It can be seen that in the field of engineering materials, laser cladding processing and repair technology have been continuously explored and developed by researchers, providing a large number of experimental cases for improving the wear resistance, oxidation resistance, high temperature resistance, wear resistance and other properties of traditional protective coatings. It is worth noting that in addition to the above, the strong adaptability of laser cladding can also be used to obtain some special functional protective coatings, such as bio-ceramic coatings, functional gradient coatings (materials), etc., which have also been used in recent years. Gradually become a research hotspot in the field of surface processing.
2 Practical application of laser cladding repair technology
Since the beginning of the 21st century, laser cladding technology has become increasingly closely related to the forming of large castings and forgings with metal materials as the main body in the heavy industry field due to its unique advantages in material surface modification and a large amount of previous practical foundation. It has successfully taken a solid step. The following briefly introduces and summarizes some actual cases of using laser cladding technology to repair workpieces in important industrial fields.
2.1 Laser cladding repair of large civil aircraft landing gear
The development of long-life large ultra-high strength steel landing gear has important research value for the low-cost and high-safety development of single-aisle large civil aircraft. Taking the main strut of the ultra-high strength 300M steel (large die forging) landing gear of a civil aircraft as an example, fatigue tests (more than 100,000 cycles of stress cycles) showed obvious about 30 mm in its main force transmission part. Cracks, see Figure 5.
Through subsequent failure analysis, it was determined that the reason was that after the roughness around the small hole decreased, the high stress alternating load borne by the drainage hole was greater than the fatigue strength of 300M steel. Before repair, the crack was pre-treated by grinding through machining to form a long straight groove.
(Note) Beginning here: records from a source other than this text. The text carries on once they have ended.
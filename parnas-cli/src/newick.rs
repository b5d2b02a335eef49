//! Newick tree loading (§4.6, ambient CLI collaborator): reads a tree from disk and converts it
//! into `parnas-core`'s [`RawTree`] input shape.

use std::path::Path;

use parnas_core::{RawNode, RawTree};
use phylotree::tree::{NodeId, Tree};

use crate::error::CliError;

/// Reads the Newick tree at `path` and converts it into a [`RawTree`].
///
/// Any branch length missing from the Newick string defaults to `0.0`, matching dendropy's
/// behaviour, which the original tool relies on.
pub fn load_tree( path : &Path ) -> Result<RawTree, CliError> {
	let newick = std::fs::read_to_string( path ).map_err( |e| CliError::TreeRead{
		path : path.display().to_string(),
		source : e.into()
	} )?;

	let tree = Tree::from_newick( &newick ).map_err( |e| CliError::TreeRead{
		path : path.display().to_string(),
		source : anyhow::anyhow!( "{e}" )
	} )?;

	let root = tree.get_root().map_err( |e| CliError::TreeRead{
		path : path.display().to_string(),
		source : anyhow::anyhow!( "tree has no root: {e}" )
	} )?;

	let mut nodes = Vec::new();
	convert( &tree, root, &mut nodes );
	let root_idx = nodes.len() - 1;
	Ok( RawTree::new( nodes, root_idx ) )
}

/// Recursively converts the subtree rooted at `id` into `nodes`, post-order, returning the index
/// of the freshly pushed node. Mirrors the post-order `Builder::build` pattern used by
/// `parnas-core`'s own tree preparation.
fn convert( tree : &Tree, id : NodeId, nodes : &mut Vec<RawNode> ) -> usize {
	let node = tree.get( &id ).expect( "node id came from this tree's own traversal" );

	if node.children.is_empty() {
		let label = node.name.clone().unwrap_or_else( || format!( "unnamed_tip_{id:?}" ) );
		nodes.push( RawNode::leaf( label ) );
	}
	else {
		let mut children = Vec::with_capacity( node.children.len() );
		for &child_id in &node.children {
			let weight = tree.get( &child_id )
				.expect( "child id came from this tree's own traversal" )
				.parent_edge
				.unwrap_or( 0.0 );
			let child_idx = convert( tree, child_id, nodes );
			children.push( (child_idx, weight) );
		}
		nodes.push( RawNode::internal( children ) );
	}

	nodes.len() - 1
}
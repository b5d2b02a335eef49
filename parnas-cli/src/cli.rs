//! Command line surface (§4 ambient expansion), mirroring the original tool's `argparse` options
//! one-for-one (see `examples/original_source/parnaslib/options.py`).

use std::path::PathBuf;

use clap::Parser;

/// Phylogenetic mAximum RepreseNtAtion Sampling: choose a small set of tips that best represent
/// the diversity of a phylogenetic tree.
#[derive(Parser, Debug)]
#[command(name = "parnas", about, version)]
pub struct Args {
	/// Path to the input tree, in Newick or Nexus format.
	#[arg(short = 't', long = "tree")]
	pub tree : PathBuf,

	/// Number of representatives to choose.
	#[arg(short = 'n', long = "samples")]
	pub samples : usize,

	/// Write a colourised plain-text report of the chosen representatives to this path.
	#[arg(long = "color", value_name = "PATH")]
	pub out_path : Option<PathBuf>,

	/// Regex matching taxa that are already covered by a prior center. Matched against the full
	/// taxon name.
	#[arg(long = "prior-regex")]
	pub prior_regex : Option<String>,

	/// Sequence similarity threshold (0, 100): choose representatives that cover as much
	/// diversity as possible within the implied substitution radius. Requires `--nt` or `--aa`.
	#[arg(long = "threshold")]
	pub percent : Option<f64>,

	/// Regex matching taxa that may not be chosen as representatives (but still contribute to
	/// the objective).
	#[arg(long = "exclude", value_name = "REGEX")]
	pub exclude_regex : Option<String>,

	/// Regex matching taxa to remove from the tree entirely before solving.
	#[arg(long = "exclude-fully", value_name = "REGEX")]
	pub full_regex : Option<String>,

	/// Path to a nucleotide alignment (FASTA) associated with the tree's tips.
	#[arg(long = "nt", conflicts_with = "aa_alignment")]
	pub nt_alignment : Option<PathBuf>,

	/// Path to an amino-acid alignment (FASTA) associated with the tree's tips.
	#[arg(long = "aa", conflicts_with = "nt_alignment")]
	pub aa_alignment : Option<PathBuf>,

	/// Increase log verbosity (info-level messages are printed by default; pass this to also see
	/// debug-level diagnostics from the taxon-matching and radius-conversion steps).
	#[arg(short = 'v', long = "verbose")]
	pub verbose : bool
}

impl Args {
	/// Path to whichever alignment was specified, and whether it is amino-acid.
	pub fn alignment( &self ) -> Option<(&PathBuf, bool)> {
		if let Some( path ) = &self.nt_alignment {
			Some( (path, false) )
		}
		else if let Some( path ) = &self.aa_alignment {
			Some( (path, true) )
		}
		else {
			None
		}
	}
}
//! Whole-crate end-to-end scenarios (S1-S6) and quantified invariants, exercised purely through
//! the public API.

use std::collections::HashSet;

use parnas_core::{find_medoids, find_medoids_full, find_medoids_with_coverage, RawNode, RawTree, SolverError};

// ((A:2,B:3):4,(C:5,(D:7,E:1):7):11);
fn s1_tree() -> RawTree {
	RawTree::new(
		vec![
			RawNode::leaf( "A" ),
			RawNode::leaf( "B" ),
			RawNode::internal( vec![ (0, 2.0), (1, 3.0) ] ),
			RawNode::leaf( "C" ),
			RawNode::leaf( "D" ),
			RawNode::leaf( "E" ),
			RawNode::internal( vec![ (4, 7.0), (5, 1.0) ] ),
			RawNode::internal( vec![ (3, 5.0), (6, 7.0) ] ),
			RawNode::internal( vec![ (2, 4.0), (7, 11.0) ] ),
		],
		8
	)
}

// ((A:1,B:1):1,(C:1,D:1):1);
fn cherries_tree() -> RawTree {
	RawTree::new(
		vec![
			RawNode::leaf( "A" ),
			RawNode::leaf( "B" ),
			RawNode::internal( vec![ (0, 1.0), (1, 1.0) ] ),
			RawNode::leaf( "C" ),
			RawNode::leaf( "D" ),
			RawNode::internal( vec![ (3, 1.0), (4, 1.0) ] ),
			RawNode::internal( vec![ (2, 1.0), (5, 1.0) ] ),
		],
		6
	)
}

#[test]
fn s1_three_medoids_exact_objective() {
	let (objective, mut medoids) = find_medoids( &s1_tree(), 3 ).unwrap();
	medoids.sort();
	assert_eq!( objective, 13.0 );
	assert_eq!( medoids, vec![ "A".to_string(), "C".to_string(), "D".to_string() ] );
}

#[test]
fn s2_one_medoid_matches_exhaustive_search() {
	// Pairwise leaf distances in the S1 tree, computed independently of the DP.
	let dist = |u : &str, v : &str| -> f64 {
		let d = [
			( ("A","B"), 5.0 ), ( ("A","C"), 2.0+4.0+11.0+5.0 ), ( ("A","D"), 2.0+4.0+11.0+7.0+7.0 ),
			( ("A","E"), 2.0+4.0+11.0+7.0+1.0 ),
			( ("B","C"), 3.0+4.0+11.0+5.0 ), ( ("B","D"), 3.0+4.0+11.0+7.0+7.0 ), ( ("B","E"), 3.0+4.0+11.0+7.0+1.0 ),
			( ("C","D"), 5.0+7.0+7.0 ), ( ("C","E"), 5.0+7.0+1.0 ),
			( ("D","E"), 7.0+1.0 ),
		];
		if u == v { return 0.0; }
		for ((a,b), w) in d {
			if (a==u && b==v) || (a==v && b==u) { return w; }
		}
		panic!( "no distance for {u},{v}" );
	};
	let leaves = [ "A", "B", "C", "D", "E" ];
	let (expected_objective, expected_medoid) = leaves.iter()
		.map( |&m| {
			let total : f64 = leaves.iter().map( |&l| dist( l, m ) ).sum();
			(total, m.to_string())
		} )
		.min_by( |a, b| a.0.partial_cmp( &b.0 ).unwrap() )
		.unwrap();

	let (objective, medoids) = find_medoids( &s1_tree(), 1 ).unwrap();
	assert_eq!( medoids, vec![ expected_medoid ] );
	assert_eq!( objective, expected_objective );
}

#[test]
fn s3_radius_one_covers_both_cherries() {
	let (objective, medoids) = find_medoids_with_coverage( &cherries_tree(), 2, 1.0 ).unwrap();
	assert_eq!( objective, 0.0 );
	assert_eq!( medoids.len(), 2 );
}

#[test]
fn s4_radius_zero_writes_off_uncovered_tips() {
	let (objective, medoids) = find_medoids_with_coverage( &cherries_tree(), 2, 0.0 ).unwrap();
	assert_eq!( objective, 0.0 );
	assert_eq!( medoids.len(), 2 );
}

#[test]
fn s5_excluded_taxon_is_never_chosen() {
	let mut excluded = HashSet::new();
	excluded.insert( "A".to_string() );
	let (_objective, medoids) = find_medoids_full(
		&s1_tree(), 1, None, &HashSet::new(), &excluded, &HashSet::new()
	).unwrap();
	assert_ne!( medoids[0], "A" );
}

#[test]
fn s6_prior_covered_taxon_contributes_nothing() {
	let mut prior = HashSet::new();
	prior.insert( "A".to_string() );
	let (objective_with_a_prior, _) = find_medoids_full(
		&s1_tree(), 1, None, &prior, &HashSet::new(), &HashSet::new()
	).unwrap();

	let mut fully_excluded = HashSet::new();
	fully_excluded.insert( "A".to_string() );
	let (objective_without_a, _) = find_medoids_full(
		&s1_tree(), 1, None, &HashSet::new(), &HashSet::new(), &fully_excluded
	).unwrap();

	assert_eq!( objective_with_a_prior, objective_without_a );
}

#[test]
fn medoid_labels_are_unique_and_allowed() {
	let mut excluded = HashSet::new();
	excluded.insert( "A".to_string() );
	let (_objective, medoids) = find_medoids_full(
		&s1_tree(), 2, None, &HashSet::new(), &excluded, &HashSet::new()
	).unwrap();

	assert_eq!( medoids.len(), 2 );
	let unique : HashSet<&String> = medoids.iter().collect();
	assert_eq!( unique.len(), medoids.len() );
	assert!( ! medoids.contains( &"A".to_string() ) );
}

#[test]
fn monotonic_in_p() {
	let tree = s1_tree();
	let mut last = f64::INFINITY;
	for p in 1..=4 {
		let (objective, _) = find_medoids( &tree, p ).unwrap();
		assert!( objective <= last + 1e-9, "objective should not increase with p" );
		last = objective;
	}
}

#[test]
fn monotonic_in_radius() {
	let tree = cherries_tree();
	let mut last = f64::INFINITY;
	for r in [ 10.0, 2.0, 1.0, 0.5, 0.0 ] {
		let (objective, _) = find_medoids_with_coverage( &tree, 2, r ).unwrap();
		assert!( objective <= last + 1e-9, "objective should not increase as radius shrinks" );
		last = objective;
	}
}

#[test]
fn zero_edge_weights_yield_zero_objective() {
	let tree = RawTree::new(
		vec![
			RawNode::leaf( "A" ),
			RawNode::leaf( "B" ),
			RawNode::leaf( "C" ),
			RawNode::internal( vec![ (0, 0.0), (1, 0.0) ] ),
			RawNode::internal( vec![ (3, 0.0), (2, 0.0) ] ),
		],
		4
	);
	let (objective, _) = find_medoids( &tree, 1 ).unwrap();
	assert_eq!( objective, 0.0 );
}

#[test]
fn too_few_allowed_leaves_is_infeasible() {
	let mut excluded = HashSet::new();
	excluded.insert( "A".to_string() );
	excluded.insert( "B".to_string() );
	excluded.insert( "C".to_string() );
	excluded.insert( "D".to_string() );
	let err = find_medoids_full(
		&s1_tree(), 2, None, &HashSet::new(), &excluded, &HashSet::new()
	).unwrap_err();
	assert!( matches!( err, SolverError::Infeasible( _ ) ) );
}

#[test]
fn negative_edge_weight_is_invalid_input() {
	let tree = RawTree::new(
		vec![
			RawNode::leaf( "A" ),
			RawNode::leaf( "B" ),
			RawNode::internal( vec![ (0, -1.0), (1, 1.0) ] )
		],
		2
	);
	let err = find_medoids( &tree, 1 ).unwrap_err();
	assert!( matches!( err, SolverError::InvalidInput( _ ) ) );
}

#[test]
fn root_choice_does_not_affect_the_result() {
	// Same tree shape as S1, rooted at the (C,(D,E)) node instead of the top-level node.
	let rerooted = RawTree::new(
		vec![
			RawNode::leaf( "A" ),
			RawNode::leaf( "B" ),
			RawNode::internal( vec![ (0, 2.0), (1, 3.0) ] ),
			RawNode::leaf( "C" ),
			RawNode::leaf( "D" ),
			RawNode::leaf( "E" ),
			RawNode::internal( vec![ (4, 7.0), (5, 1.0) ] ),
			RawNode::internal( vec![ (3, 5.0), (6, 7.0), (2, 11.0) ] ),
		],
		7
	);
	let (objective, mut medoids) = find_medoids( &rerooted, 3 ).unwrap();
	medoids.sort();
	let (expected_objective, mut expected_medoids) = find_medoids( &s1_tree(), 3 ).unwrap();
	expected_medoids.sort();
	assert_eq!( objective, expected_objective );
	assert_eq!( medoids, expected_medoids );
}
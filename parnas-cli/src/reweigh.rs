//! Ancestral reweighing (§4.9, ambient CLI collaborator, optional): re-weighs tree edges by the
//! number of inferred ancestral substitutions per branch, shelling out to `treetime` exactly as
//! the original tool does (`examples/original_source/parnaslib/options.py::reweigh_tree_ancestral`).

use std::path::Path;
use std::process::Command;

use parnas_core::{RawNode, RawTree};
use regex::Regex;

use crate::error::CliError;

/// Runs `treetime ancestral` on `tree_path`/`alignment_path` and returns a [`RawTree`] whose edge
/// weights are substitution counts rather than branch lengths.
///
/// `aa` selects amino-acid mode. The `treetime` log is written to
/// `treetime_ancestral_<tree file name>/treetime.log`, matching the original tool's output
/// directory naming.
pub fn reweigh_tree_ancestral( tree_path : &Path, alignment_path : &Path, aa : bool ) -> Result<RawTree, CliError> {
	let tree_name = tree_path.file_name()
		.map( |n| n.to_string_lossy().into_owned() )
		.unwrap_or_else( || "tree".to_string() );
	let outdir = format!( "treetime_ancestral_{tree_name}" );
	std::fs::create_dir_all( &outdir ).map_err( |e| CliError::Reweigh( format!(
		"could not create output directory \"{outdir}\": {e}"
	) ) )?;

	let log_path = format!( "{outdir}/treetime.log" );
	log::info!( "Inferring ancestral substitutions with TreeTime. The log will be written to \"{log_path}\"." );

	let log_file = std::fs::File::create( &log_path ).map_err( |e| CliError::Reweigh( format!(
		"could not create log file \"{log_path}\": {e}"
	) ) )?;

	let mut command = Command::new( "treetime" );
	command.arg( "ancestral" )
		.arg( "--aln" ).arg( alignment_path )
		.arg( "--tree" ).arg( tree_path )
		.arg( "--outdir" ).arg( &outdir )
		.arg( "--gtr" ).arg( "infer" )
		.stdout( log_file.try_clone().map_err( |e| CliError::Reweigh( e.to_string() ) )? )
		.stderr( log_file );
	if aa {
		command.arg( "--aa" );
	}

	let status = command.status().map_err( |e| CliError::Reweigh( format!(
		"failed to launch treetime: {e}. Please see \"{log_path}\" and consider inferring the ancestral states manually."
	) ) )?;
	if ! status.success() {
		return Err( CliError::Reweigh( format!(
			"treetime exited with {status}. Please see \"{log_path}\" and consider inferring the ancestral states manually."
		) ) );
	}

	let annotated_path = format!( "{outdir}/annotated_tree.nexus" );
	let annotated = std::fs::read_to_string( &annotated_path ).map_err( |e| CliError::Reweigh( format!(
		"failed to read treetime output \"{annotated_path}\": {e}. Please see \"{log_path}\"."
	) ) )?;

	log::info!( "Re-weighing the tree based on ancestral substitutions." );
	parse_annotated_tree( &annotated )
}

/// Extracts the Newick string embedded in a treetime `annotated_tree.nexus` file's `tree ... =
/// (...);` line and converts it into a [`RawTree`] whose edge weights are substitution counts,
/// parsed out of each node's `mutations="..."` comment.
///
/// Mirrors the original's comma-stripping workaround (there, commas inside the annotation are
/// replaced with `||` because dendropy chokes on them); here, mutations are simply counted
/// directly from the comma-separated list without needing that workaround.
fn parse_annotated_tree( nexus : &str ) -> Result<RawTree, CliError> {
	let tree_line = Regex::new( r"(?is)tree\s+\S+\s*=\s*(\(.*;)" ).unwrap();
	let newick = tree_line.captures( nexus )
		.and_then( |c| c.get( 1 ) )
		.map( |m| m.as_str().to_string() )
		.ok_or_else( || CliError::Reweigh( "could not locate a tree statement in treetime's nexus output".to_string() ) )?;

	let mut parser = AnnotatedNewickParser{ chars : newick.chars().collect(), pos : 0, nodes : Vec::new(), last_weight : None };
	let root = parser.parse_subtree()?;
	Ok( RawTree::new( parser.nodes, root ) )
}

/// A small recursive-descent parser for Newick extended with FigTree-style `[&key="value",...]`
/// comments, which is the shape `treetime`'s annotated nexus output embeds per node.
struct AnnotatedNewickParser {
	chars : Vec<char>,
	pos : usize,
	nodes : Vec<RawNode>,
	/// Substitution count parsed from the most recently consumed mutation comment, stashed here
	/// because the comment belongs to the *edge above* a node but is only visible while parsing
	/// that node itself; `parse_child` collects it immediately afterwards.
	last_weight : Option<f64>
}

impl AnnotatedNewickParser {
	fn peek( &self ) -> Option<char> {
		self.chars.get( self.pos ).copied()
	}

	fn bump( &mut self ) -> Option<char> {
		let c = self.peek();
		if c.is_some() {
			self.pos += 1;
		}
		c
	}

	/// Parses one subtree (a leaf or a parenthesised list of children) starting at `self.pos`,
	/// including its trailing label, branch length, and mutation annotation. Returns the index of
	/// the freshly pushed node.
	fn parse_subtree( &mut self ) -> Result<usize, CliError> {
		let children = if self.peek() == Some( '(' ) {
			self.bump();
			let mut kids = Vec::new();
			loop {
				let (child_idx, weight) = self.parse_child()?;
				kids.push( (child_idx, weight) );
				match self.peek() {
					Some( ',' ) => { self.bump(); }
					Some( ')' ) => { self.bump(); break; }
					_ => return Err( CliError::Reweigh( "unexpected end of tree statement".to_string() ) )
				}
			}
			Some( kids )
		}
		else {
			None
		};

		let label = self.parse_label();
		let _branch_length = self.parse_branch_length();
		// parse_mutation_comment stashes the substitution count in self.last_weight; the caller
		// (parse_child) attaches it to the edge above this node, so the return value is unused here.
		let _ = self.parse_mutation_comment();

		match children {
			Some( mut kids ) => {
				if kids.len() == 1 {
					// unifurcation: fold away, matching parnas-core's own contraction rule.
					return Ok( kids.pop().unwrap().0 );
				}
				self.nodes.push( RawNode::internal( kids ) );
			}
			None => {
				self.nodes.push( RawNode::leaf( label.unwrap_or_else( || format!( "unnamed_tip_{}", self.nodes.len() ) ) ) );
			}
		}
		Ok( self.nodes.len() - 1 )
	}

	/// Parses a single child within a parenthesised list, returning its node index and the
	/// substitution count on the edge above it.
	fn parse_child( &mut self ) -> Result<(usize, f64), CliError> {
		let idx = self.parse_subtree()?;
		let weight = self.last_weight.take().unwrap_or( 0.0 );
		Ok( (idx, weight) )
	}

	fn parse_label( &mut self ) -> Option<String> {
		let start = self.pos;
		while let Some( c ) = self.peek() {
			if c == ':' || c == ',' || c == ')' || c == '(' || c == ';' || c == '[' {
				break;
			}
			self.bump();
		}
		if self.pos > start {
			Some( self.chars[start..self.pos].iter().collect() )
		}
		else {
			None
		}
	}

	fn parse_branch_length( &mut self ) -> Option<f64> {
		if self.peek() != Some( ':' ) {
			return None;
		}
		self.bump();
		let start = self.pos;
		while let Some( c ) = self.peek() {
			if c.is_ascii_digit() || c == '.' || c == 'e' || c == 'E' || c == '+' || c == '-' {
				self.bump();
			}
			else {
				break;
			}
		}
		let text : String = self.chars[start..self.pos].iter().collect();
		text.parse().ok()
	}

	/// Parses a trailing `[&key="value",...]` comment, returning the raw `mutations` value if
	/// present, and stashes the resulting substitution count in `self.last_weight` so the parent
	/// call (`parse_child`) can attach it to the edge.
	fn parse_mutation_comment( &mut self ) -> Option<String> {
		if self.peek() != Some( '[' ) {
			self.last_weight = Some( 0.0 );
			return None;
		}
		let start = self.pos;
		while let Some( c ) = self.bump() {
			if c == ']' {
				break;
			}
		}
		let comment : String = self.chars[start..self.pos].iter().collect();

		let re = Regex::new( r#"mutations="([^"]*)""# ).unwrap();
		let value = re.captures( &comment ).and_then( |c| c.get( 1 ) ).map( |m| m.as_str().to_string() );
		self.last_weight = Some( value.as_deref().map_or( 0.0, count_mutations ) as f64 );
		value
	}
}

/// Counts substitutions in a comma-separated `mutations="A1G,C2T"` value: zero for an empty
/// string, otherwise one more than the number of commas.
fn count_mutations( mutations : &str ) -> usize {
	if mutations.trim().is_empty() {
		0
	}
	else {
		mutations.split( ',' ).count()
	}
}

#[cfg(test)]
mod tests {
	use super::*;

	#[test]
	fn test_count_mutations() {
		assert_eq!( count_mutations( "" ), 0 );
		assert_eq!( count_mutations( "A1G" ), 1 );
		assert_eq!( count_mutations( "A1G,C2T,G3A" ), 3 );
	}

	#[test]
	fn test_parse_annotated_tree_extracts_substitution_weights() {
		let nexus = r#"
#NEXUS
Begin trees;
tree 1 = (A:0.1[&mutations="A1G,C2T"],B:0.2[&mutations=""]):0.05[&mutations=""];
End;
"#;
		let raw = parse_annotated_tree( nexus ).unwrap();
		let leaf_weight = |label : &str| -> f64 {
			for node in raw.nodes() {
				if let RawNode::Internal{ children } = node {
					for &(idx, w) in children {
						if let RawNode::Leaf{ label : l } = &raw.nodes()[idx] {
							if l == label {
								return w;
							}
						}
					}
				}
			}
			panic!( "leaf {label} not found" );
		};
		assert_eq!( leaf_weight( "A" ), 2.0 );
		assert_eq!( leaf_weight( "B" ), 0.0 );
	}
}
The process repair plan was determined as: laser powder feeding cladding repair (including mechanical arm) + A100 steel powder raw material. The repair process is shown in Figure 6. By analyzing the mechanical properties of the material after laser cladding repair, it can be seen that: the tensile strength of the repaired area is significantly higher than that of the substrate area (the average values of multiple tests are 2015 MPa and 1969 MPa respectively); all samples did not break after fatigue testing, meeting the fatigue performance requirements, indicating that the performance of the heat affected zone meets the requirements of fatigue testing; the surface residual stress is not greater than 200 MPa, which also meets the requirements. Finally, the repaired 300M The steel landing gear main bracket was subjected to subsequent take-off and landing fatigue tests, and the remaining 135,000 stress cycle fatigue tests were successfully completed, indicating that laser cladding technology has reliable technical guarantees in the repair of large metal parts in the aviation industry.
2.2 Laser cladding repair of nuclear reactor charging pump rotor
The charging pump is the most important power equipment for the chemical and control system in the nuclear reactor. The pump core consists of an inner pump shell and a rotor. As a core component, its importance to the operation of the nuclear reactor is self-evident. However, the repair of the damaged part of the charging pump rotor under long-term working conditions is a thorny problem generally faced by the industry. Not only is the rotor itself highly radioactive, but the rotor is also expensive. During the overhaul process, the rest of the rotor is in good working condition, and the procurement cost of direct replacement is too high and wasteful. Conventional repair methods such as electroplating and thermal spraying will cause damage during the processing process. This leads to irreversible thermal deformation and poor bonding strength of the components, which cannot meet the repair requirements. Taking the double-shell 11-stage centrifugal pump rotor of a nuclear power plant as an example, laser cladding technology was selected to solve the problem of the repair project after comprehensive consideration of various factors. The bonding strength reached more than 90% of the original material, the surface hardness could reach 100% of the original material, and the forming was excellent. The cladding material selected was Ni-based alloy powder with the same composition as the matrix (CA6NM martensitic stainless steel). The repair process is shown in Figure 7. Some process parameters are as follows: laser power 1000 W, spot diameter 3.5 mm, laser scanning speed 10 ~ 12 mm/min, powder feeding rate 1.4 g/min, cladding layer thickness of about 0.7 mm.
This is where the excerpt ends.